The time since treatment discontinuation was calculated as the number of days between the date of the last available dose (based on the number of days supplied for the last prescription dispensed) and the index date. For the purposes of assessing the risk of MI after treatment cessation, this variable was divided a priori into 3 categories: 0–7 days, 8–30 days, and more than 30 days.
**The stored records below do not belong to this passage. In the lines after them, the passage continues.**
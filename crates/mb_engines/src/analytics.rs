#![forbid(unsafe_code)]

use std::env;
use std::sync::{Arc, Mutex};
use std::thread;
use std::time::Duration;

use mb_kernel_contracts::analytics::{
    session_id_for, AnalyticsEvent, IngestionBatch, IDENTIFY_EVENT_TYPE,
};
use mb_kernel_contracts::attribution::AttributionRecord;
use mb_kernel_contracts::identity::ResolvedIdentity;
use mb_kernel_contracts::{ExecutionContextKind, UnixTimeMs};
use serde_json::{Map, Value};
use sha2::{Digest, Sha256};
use tracing::{debug, warn};

pub const DEFAULT_ANALYTICS_ENDPOINT: &str = "https://api.eu.amplitude.com/2/httpapi";

/// Event names shared by every context.
pub mod events {
    pub const LANDING_PAGE_VISIT: &str = "Landing Page Visit";
    pub const PAGE_VIEWED: &str = "Page Viewed";
    pub const REFERRAL_LANDING: &str = "Referral Landing";
    pub const INSTALL_INTENT: &str = "Install Intent";
    pub const INSTALL_BUTTON_CLICKED: &str = "Install Button Clicked";
    pub const EXTENSION_INSTALLED: &str = "Extension Installed";
    pub const WELCOME_PAGE_VIEWED: &str = "Welcome Page Viewed";
    pub const ATTRIBUTION_RECOVERED: &str = "Attribution Recovered";
    pub const ATTRIBUTION_NOT_FOUND: &str = "Attribution Not Found";
    pub const ATTRIBUTION_SYNCED: &str = "Attribution Synced";
}

#[derive(Debug, Clone, PartialEq, Eq)]
pub struct AnalyticsConfig {
    /// Without a key the client records nothing.
    pub api_key: Option<String>,
    pub endpoint: String,
    pub timeout_ms: u64,
}

impl AnalyticsConfig {
    pub fn mvp_v1() -> Self {
        Self {
            api_key: None,
            endpoint: DEFAULT_ANALYTICS_ENDPOINT.to_string(),
            timeout_ms: 5_000,
        }
    }

    pub fn from_env() -> Self {
        Self::from_lookup(|key| env::var(key).ok())
    }

    pub fn from_lookup<F>(lookup: F) -> Self
    where
        F: Fn(&str) -> Option<String>,
    {
        let defaults = Self::mvp_v1();
        let non_empty = |key: &str| lookup(key).map(|v| v.trim().to_string()).filter(|v| !v.is_empty());
        Self {
            api_key: non_empty("MB_ANALYTICS_API_KEY"),
            endpoint: non_empty("MB_ANALYTICS_ENDPOINT").unwrap_or(defaults.endpoint),
            timeout_ms: non_empty("MB_ANALYTICS_TIMEOUT_MS")
                .and_then(|v| v.parse::<u64>().ok())
                .filter(|v| (100..=60_000).contains(v))
                .unwrap_or(defaults.timeout_ms),
        }
    }
}

impl Default for AnalyticsConfig {
    fn default() -> Self {
        Self::mvp_v1()
    }
}

#[derive(Debug, thiserror::Error)]
pub enum DeliveryError {
    #[error("ingestion endpoint returned http status {0}")]
    Status(u16),
    #[error("ingestion transport error: {0}")]
    Transport(String),
    #[error("event batch encoding failed: {0}")]
    Encode(#[from] serde_json::Error),
}

/// Where finished batches go.
pub trait EventSink: Send + Sync {
    fn deliver(&self, batch: &IngestionBatch) -> Result<(), DeliveryError>;
}

/// Posts batches to the JSON ingestion endpoint.
pub struct HttpEventSink {
    endpoint: String,
    agent: ureq::Agent,
}

impl HttpEventSink {
    pub fn new(config: &AnalyticsConfig) -> Self {
        let timeout = Duration::from_millis(config.timeout_ms);
        let agent = ureq::AgentBuilder::new()
            .timeout_connect(timeout)
            .timeout_read(timeout)
            .timeout_write(timeout)
            .build();
        Self {
            endpoint: config.endpoint.clone(),
            agent,
        }
    }
}

impl EventSink for HttpEventSink {
    fn deliver(&self, batch: &IngestionBatch) -> Result<(), DeliveryError> {
        let body = serde_json::to_string(batch)?;
        match self
            .agent
            .post(&self.endpoint)
            .set("content-type", "application/json")
            .send_string(&body)
        {
            Ok(_) => Ok(()),
            Err(ureq::Error::Status(code, _)) => Err(DeliveryError::Status(code)),
            Err(ureq::Error::Transport(err)) => Err(DeliveryError::Transport(err.to_string())),
        }
    }
}

/// Keeps every delivered batch; shares its buffer across clones.
#[derive(Debug, Clone, Default)]
pub struct MemoryEventSink {
    batches: Arc<Mutex<Vec<IngestionBatch>>>,
}

impl MemoryEventSink {
    pub fn new() -> Self {
        Self::default()
    }

    pub fn batches(&self) -> Vec<IngestionBatch> {
        self.batches.lock().map(|b| b.clone()).unwrap_or_default()
    }

    pub fn events(&self) -> Vec<AnalyticsEvent> {
        self.batches().into_iter().flat_map(|b| b.events).collect()
    }
}

impl EventSink for MemoryEventSink {
    fn deliver(&self, batch: &IngestionBatch) -> Result<(), DeliveryError> {
        let mut batches = self
            .batches
            .lock()
            .map_err(|_| DeliveryError::Transport("memory sink lock poisoned".to_string()))?;
        batches.push(batch.clone());
        Ok(())
    }
}

#[derive(Debug, Clone, Copy, PartialEq, Eq)]
pub enum DeliveryMode {
    /// Deliver on the calling thread and wait for the outcome.
    Blocking,
    /// Fire and forget on a detached thread, like a page-unload beacon.
    Beacon,
}

/// Sends events on behalf of one resolved identity. Construction requires the identity, so
/// no event can go out before identity resolution has finished.
pub struct AnalyticsClient {
    api_key: Option<String>,
    identity: ResolvedIdentity,
    platform: ExecutionContextKind,
    sink: Arc<dyn EventSink>,
    mode: DeliveryMode,
    sequence: u64,
}

impl AnalyticsClient {
    pub fn new(
        config: &AnalyticsConfig,
        identity: &ResolvedIdentity,
        platform: ExecutionContextKind,
        sink: Arc<dyn EventSink>,
        mode: DeliveryMode,
    ) -> Self {
        if config.api_key.is_none() {
            debug!("analytics api key not configured, events will be dropped");
        }
        Self {
            api_key: config.api_key.clone(),
            identity: identity.clone(),
            platform,
            sink,
            mode,
            sequence: 0,
        }
    }

    /// HTTP delivery to the configured endpoint.
    pub fn over_http(
        config: &AnalyticsConfig,
        identity: &ResolvedIdentity,
        platform: ExecutionContextKind,
        mode: DeliveryMode,
    ) -> Self {
        let sink: Arc<dyn EventSink> = Arc::new(HttpEventSink::new(config));
        Self::new(config, identity, platform, sink, mode)
    }

    pub fn identity(&self) -> &ResolvedIdentity {
        &self.identity
    }

    pub fn track(
        &mut self,
        event_type: &str,
        properties: Map<String, Value>,
        now: UnixTimeMs,
    ) -> Result<(), DeliveryError> {
        let event = self.build_event(event_type, properties, None, now);
        self.dispatch(event)
    }

    /// Sets user properties through an `$identify` event.
    pub fn identify(
        &mut self,
        user_properties: Map<String, Value>,
        now: UnixTimeMs,
    ) -> Result<(), DeliveryError> {
        let event = self.build_event(IDENTIFY_EVENT_TYPE, Map::new(), Some(user_properties), now);
        self.dispatch(event)
    }

    pub fn build_event(
        &mut self,
        event_type: &str,
        event_properties: Map<String, Value>,
        user_properties: Option<Map<String, Value>>,
        now: UnixTimeMs,
    ) -> AnalyticsEvent {
        self.sequence += 1;
        AnalyticsEvent {
            user_id: self.identity.user_id.to_string(),
            device_id: self.identity.device_id.to_string(),
            session_id: session_id_for(now.0),
            event_type: event_type.to_string(),
            event_properties,
            user_properties,
            time: now.0,
            platform: Some(self.platform.platform_name().to_string()),
            insert_id: Some(insert_id(
                self.identity.user_id.as_str(),
                event_type,
                now,
                self.sequence,
            )),
        }
    }

    fn dispatch(&self, event: AnalyticsEvent) -> Result<(), DeliveryError> {
        let Some(api_key) = self.api_key.clone() else {
            return Ok(());
        };
        let event_type = event.event_type.clone();
        let batch = IngestionBatch {
            api_key,
            events: vec![event],
        };
        match self.mode {
            DeliveryMode::Blocking => {
                let result = self.sink.deliver(&batch);
                if let Err(err) = &result {
                    warn!(event_type = %event_type, error = %err, "analytics delivery failed");
                }
                result
            }
            DeliveryMode::Beacon => {
                let sink = Arc::clone(&self.sink);
                thread::spawn(move || {
                    if let Err(err) = sink.deliver(&batch) {
                        warn!(event_type = %event_type, error = %err, "analytics beacon failed");
                    }
                });
                Ok(())
            }
        }
    }
}

/// Deduplication key: hex SHA-256 over the event's identity, truncated to 32 characters.
pub fn insert_id(user_id: &str, event_type: &str, now: UnixTimeMs, sequence: u64) -> String {
    let mut hasher = Sha256::new();
    hasher.update(user_id.as_bytes());
    hasher.update(b":");
    hasher.update(event_type.as_bytes());
    hasher.update(now.0.to_le_bytes());
    hasher.update(sequence.to_le_bytes());
    let digest = hasher.finalize();
    let mut hex = format!("{digest:x}");
    hex.truncate(32);
    hex
}

/// First-touch user properties derived from an attribution record.
pub fn attribution_user_properties(record: &AttributionRecord) -> Map<String, Value> {
    let mut props = Map::new();
    for (name, value) in record.utm.pairs() {
        props.insert(format!("initial_{name}"), Value::String(value.to_string()));
    }
    if let Some(referrer) = &record.referrer {
        props.insert("initial_referrer".to_string(), Value::String(referrer.clone()));
    }
    if let Some(landing) = &record.landing_page {
        props.insert("initial_landing_page".to_string(), Value::String(landing.clone()));
    }
    if let Some(ts) = &record.traffic_source {
        props.insert("traffic_source".to_string(), Value::String(ts.source.clone()));
        props.insert(
            "traffic_channel".to_string(),
            Value::String(ts.channel.as_str().to_string()),
        );
    }
    if let Some(code) = &record.referral_code {
        props.insert("referral_code".to_string(), Value::String(code.clone()));
    }
    props
}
To study the effect of exposure to rofecoxib and celecoxib in the period preceding the event (i.e., the etiologically relevant time window) while simultaneously controlling for the potentially confounding effect of calendar time, we used a time-matched, nested case–control analysis of the cohort.9,10
This approach has been shown to provide unbiased estimates of the rate ratios that would be obtained from a traditional time-to-event analysis of the full cohort, with little or no loss in precision but significant gains in computational efficiency, particularly when analyzing time-varying exposures within large cohorts.11–13
This is not surprising, given that the primary difference between these 2 analytical techniques is the number of non-cases or control subjects that is retained in the analysis. With the standard time-to-event analysis, all people remaining at risk of the event (i.e., non-cases or control subjects) on the date of the case-event (i.e, the failure time that defines the “risk-set”) are retained in the analysis, whereas with the nested case–control approach only a random sample of the tens of thousands of controls are retained. The significant gains in computational efficiency are obtained from analyzing a subset of the non-cases and from analyzing exposure only in the etiologically relevant time period, thereby avoiding the need to program and evaluate a person's exposure status on a daily basis.
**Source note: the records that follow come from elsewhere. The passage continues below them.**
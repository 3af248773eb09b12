#![forbid(unsafe_code)]

use serde::{Deserialize, Serialize};

use crate::fingerprint::DeviceFingerprint;
use crate::identity::UserIdentifier;
use crate::{ContractViolation, UnixTimeMs, Validate};

pub const UTM_FIELDS: [&str; 5] = [
    "utm_source",
    "utm_medium",
    "utm_campaign",
    "utm_content",
    "utm_term",
];

pub const ATTRIBUTION_TEXT_MAX_LEN: usize = 2048;

#[derive(Debug, Clone, Default, PartialEq, Eq, Hash, Serialize, Deserialize)]
#[serde(default)]
pub struct UtmParams {
    #[serde(skip_serializing_if = "Option::is_none")]
    pub utm_source: Option<String>,
    #[serde(skip_serializing_if = "Option::is_none")]
    pub utm_medium: Option<String>,
    #[serde(skip_serializing_if = "Option::is_none")]
    pub utm_campaign: Option<String>,
    #[serde(skip_serializing_if = "Option::is_none")]
    pub utm_content: Option<String>,
    #[serde(skip_serializing_if = "Option::is_none")]
    pub utm_term: Option<String>,
}

impl UtmParams {
    /// Builds from `(name, value)` pairs; unknown names and empty values are ignored and the
    /// first occurrence of a field wins.
    pub fn from_pairs<'a, I>(pairs: I) -> Self
    where
        I: IntoIterator<Item = (&'a str, &'a str)>,
    {
        let mut utm = Self::default();
        for (name, value) in pairs {
            if value.trim().is_empty() {
                continue;
            }
            let slot = match utm.slot_mut(name) {
                Some(slot) => slot,
                None => continue,
            };
            if slot.is_none() {
                *slot = Some(value.to_string());
            }
        }
        utm
    }

    pub fn get(&self, name: &str) -> Option<&str> {
        match name {
            "utm_source" => self.utm_source.as_deref(),
            "utm_medium" => self.utm_medium.as_deref(),
            "utm_campaign" => self.utm_campaign.as_deref(),
            "utm_content" => self.utm_content.as_deref(),
            "utm_term" => self.utm_term.as_deref(),
            _ => None,
        }
    }

    fn slot_mut(&mut self, name: &str) -> Option<&mut Option<String>> {
        match name {
            "utm_source" => Some(&mut self.utm_source),
            "utm_medium" => Some(&mut self.utm_medium),
            "utm_campaign" => Some(&mut self.utm_campaign),
            "utm_content" => Some(&mut self.utm_content),
            "utm_term" => Some(&mut self.utm_term),
            _ => None,
        }
    }

    /// Non-empty fields in canonical order.
    pub fn pairs(&self) -> Vec<(&'static str, &str)> {
        UTM_FIELDS
            .iter()
            .filter_map(|name| self.get(name).map(|v| (*name, v)))
            .collect()
    }

    pub fn is_empty(&self) -> bool {
        self.pairs().is_empty()
    }
}

impl Validate for UtmParams {
    fn validate(&self) -> Result<(), ContractViolation> {
        for (_, value) in self.pairs() {
            if value.len() > ATTRIBUTION_TEXT_MAX_LEN {
                return Err(ContractViolation::InvalidRange {
                    field: "utm_params.value",
                    min: 1,
                    max: ATTRIBUTION_TEXT_MAX_LEN as u64,
                    got: value.len() as u64,
                });
            }
        }
        Ok(())
    }
}

#[derive(Debug, Clone, Copy, PartialEq, Eq, Hash, Serialize, Deserialize)]
#[serde(rename_all = "snake_case")]
pub enum TrafficChannel {
    Campaign,
    Organic,
    Social,
    Video,
    Referral,
    Direct,
    Unknown,
}

impl TrafficChannel {
    pub const fn as_str(self) -> &'static str {
        match self {
            Self::Campaign => "campaign",
            Self::Organic => "organic",
            Self::Social => "social",
            Self::Video => "video",
            Self::Referral => "referral",
            Self::Direct => "direct",
            Self::Unknown => "unknown",
        }
    }
}

/// Best-effort reporting label derived from UTM fields and the referrer host.
#[derive(Debug, Clone, PartialEq, Eq, Hash, Serialize, Deserialize)]
pub struct TrafficSource {
    pub source: String,
    pub channel: TrafficChannel,
}

/// Marketing attribution observed at one page visit, plus the identifiers that observed it.
#[derive(Debug, Clone, Default, PartialEq, Eq, Serialize, Deserialize)]
#[serde(default)]
pub struct AttributionRecord {
    pub utm: UtmParams,
    #[serde(skip_serializing_if = "Option::is_none")]
    pub referrer: Option<String>,
    #[serde(skip_serializing_if = "Option::is_none")]
    pub landing_page: Option<String>,
    pub captured_at: UnixTimeMs,
    #[serde(skip_serializing_if = "Option::is_none")]
    pub fingerprint: Option<DeviceFingerprint>,
    #[serde(skip_serializing_if = "Option::is_none")]
    pub user_id: Option<UserIdentifier>,
    #[serde(skip_serializing_if = "Option::is_none")]
    pub traffic_source: Option<TrafficSource>,
    #[serde(skip_serializing_if = "Option::is_none")]
    pub referral_code: Option<String>,
    #[serde(skip_serializing_if = "Option::is_none")]
    pub button_location: Option<String>,
    #[serde(skip_serializing_if = "Option::is_none")]
    pub extension_id: Option<String>,
    #[serde(skip_serializing_if = "Option::is_none")]
    pub version: Option<String>,
    #[serde(skip_serializing_if = "std::ops::Not::not")]
    pub from_extension: bool,
    #[serde(skip_serializing_if = "Option::is_none")]
    pub install_date: Option<String>,
}

impl AttributionRecord {
    /// A visit carries attribution signal when it has any UTM field or a referrer.
    pub fn has_signal(&self) -> bool {
        !self.utm.is_empty() || self.referrer.as_deref().is_some_and(|r| !r.trim().is_empty())
    }

    pub fn is_expired(&self, now: UnixTimeMs, retention_ms: u64) -> bool {
        now.elapsed_since(self.captured_at) > retention_ms
    }
}

impl Validate for AttributionRecord {
    fn validate(&self) -> Result<(), ContractViolation> {
        self.utm.validate()?;
        for (field, value) in [
            ("attribution_record.referrer", self.referrer.as_deref()),
            ("attribution_record.landing_page", self.landing_page.as_deref()),
            ("attribution_record.button_location", self.button_location.as_deref()),
        ] {
            if let Some(v) = value {
                if v.len() > ATTRIBUTION_TEXT_MAX_LEN {
                    return Err(ContractViolation::InvalidRange {
                        field,
                        min: 0,
                        max: ATTRIBUTION_TEXT_MAX_LEN as u64,
                        got: v.len() as u64,
                    });
                }
            }
        }
        if let Some(fp) = &self.fingerprint {
            fp.validate()?;
        }
        if let Some(uid) = &self.user_id {
            uid.validate()?;
        }
        if let Some(code) = &self.referral_code {
            ReferralCode::parse(code.as_str())?;
        }
        Ok(())
    }
}

/// Written when the user activates an install call-to-action; consumed by the next context
/// to corroborate an ambiguous fingerprint match.
#[derive(Debug, Clone, PartialEq, Eq, Serialize, Deserialize)]
pub struct InstallIntentRecord {
    pub created_at: UnixTimeMs,
    pub button_location: String,
    #[serde(default, skip_serializing_if = "Option::is_none")]
    pub button_text: Option<String>,
    #[serde(default, skip_serializing_if = "Option::is_none")]
    pub page_path: Option<String>,
}

impl InstallIntentRecord {
    pub fn age_ms(&self, now: UnixTimeMs) -> u64 {
        now.elapsed_since(self.created_at)
    }

    pub fn is_recent(&self, now: UnixTimeMs, window_ms: u64) -> bool {
        self.created_at <= now && self.age_ms(now) < window_ms
    }
}

impl Validate for InstallIntentRecord {
    fn validate(&self) -> Result<(), ContractViolation> {
        crate::common::ensure_bounded_text(
            "install_intent_record.button_location",
            &self.button_location,
            256,
        )
    }
}

/// Friend-referral code carried in the `ref` query parameter.
#[derive(Debug, Clone, PartialEq, Eq, Hash, Serialize, Deserialize)]
#[serde(try_from = "String", into = "String")]
pub struct ReferralCode(String);

impl ReferralCode {
    pub fn parse(raw: impl Into<String>) -> Result<Self, ContractViolation> {
        let raw = raw.into();
        if !(4..=20).contains(&raw.len()) {
            return Err(ContractViolation::InvalidRange {
                field: "referral_code",
                min: 4,
                max: 20,
                got: raw.len() as u64,
            });
        }
        if !raw.bytes().all(|b| b.is_ascii_alphanumeric()) {
            return Err(ContractViolation::InvalidValue {
                field: "referral_code",
                reason: "must be ascii alphanumeric",
            });
        }
        Ok(Self(raw))
    }

    pub fn as_str(&self) -> &str {
        &self.0
    }
}

impl TryFrom<String> for ReferralCode {
    type Error = ContractViolation;

    fn try_from(value: String) -> Result<Self, Self::Error> {
        Self::parse(value)
    }
}

impl From<ReferralCode> for String {
    fn from(value: ReferralCode) -> Self {
        value.0
    }
}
The index (event) date of each case was used to define the risk sets from which people who were still at risk of the event (i.e., non-cases or control subjects) were chosen. For each study end point (case), we randomly selected 20 control subjects matched on month and year of cohort entry and age (within one year) and assigned them the case's index date. Thus, age and follow-up time were identical for cases and control subjects in each risk set. We compared the risk of a first MI associated with various patterns and duration of use of rofecoxib and celecoxib as well as time since treatment discontinuation of users to that of non-users in the year preceding the index date (reference group). Rate ratios for these associations were estimated using conditional logistic regression to account for individual-level matching.14,15
These measures of association are equivalent to the hazard ratios that would be estimated from the corresponding Cox proportional hazards regression.16
Since our previous study results demonstrated no gain in precision with the use of a parsimonious model, all rate ratios were fully adjusted for the potentially confounding effects of conventional determinants of MI, other comorbid conditions, measures of health care utilization, and indices of comorbidity.17–19
With the exception of the latter 2, which were assessed in the year preceding the index date, all other covariates were assessed at baseline (year preceding cohort entry). We identified prognostic factors and comorbid conditions using both hospital admissions and drugs for specific corresponding treatments.
We tested the robustness of our definition of cumulative exposure using intermittent users by repeating the analysis using continuous users only.
This study was approved by the ethics boards of the province of Quebec (Commission d'accès à l'information du Québec) and the Royal Victoria Hospital, McGill University.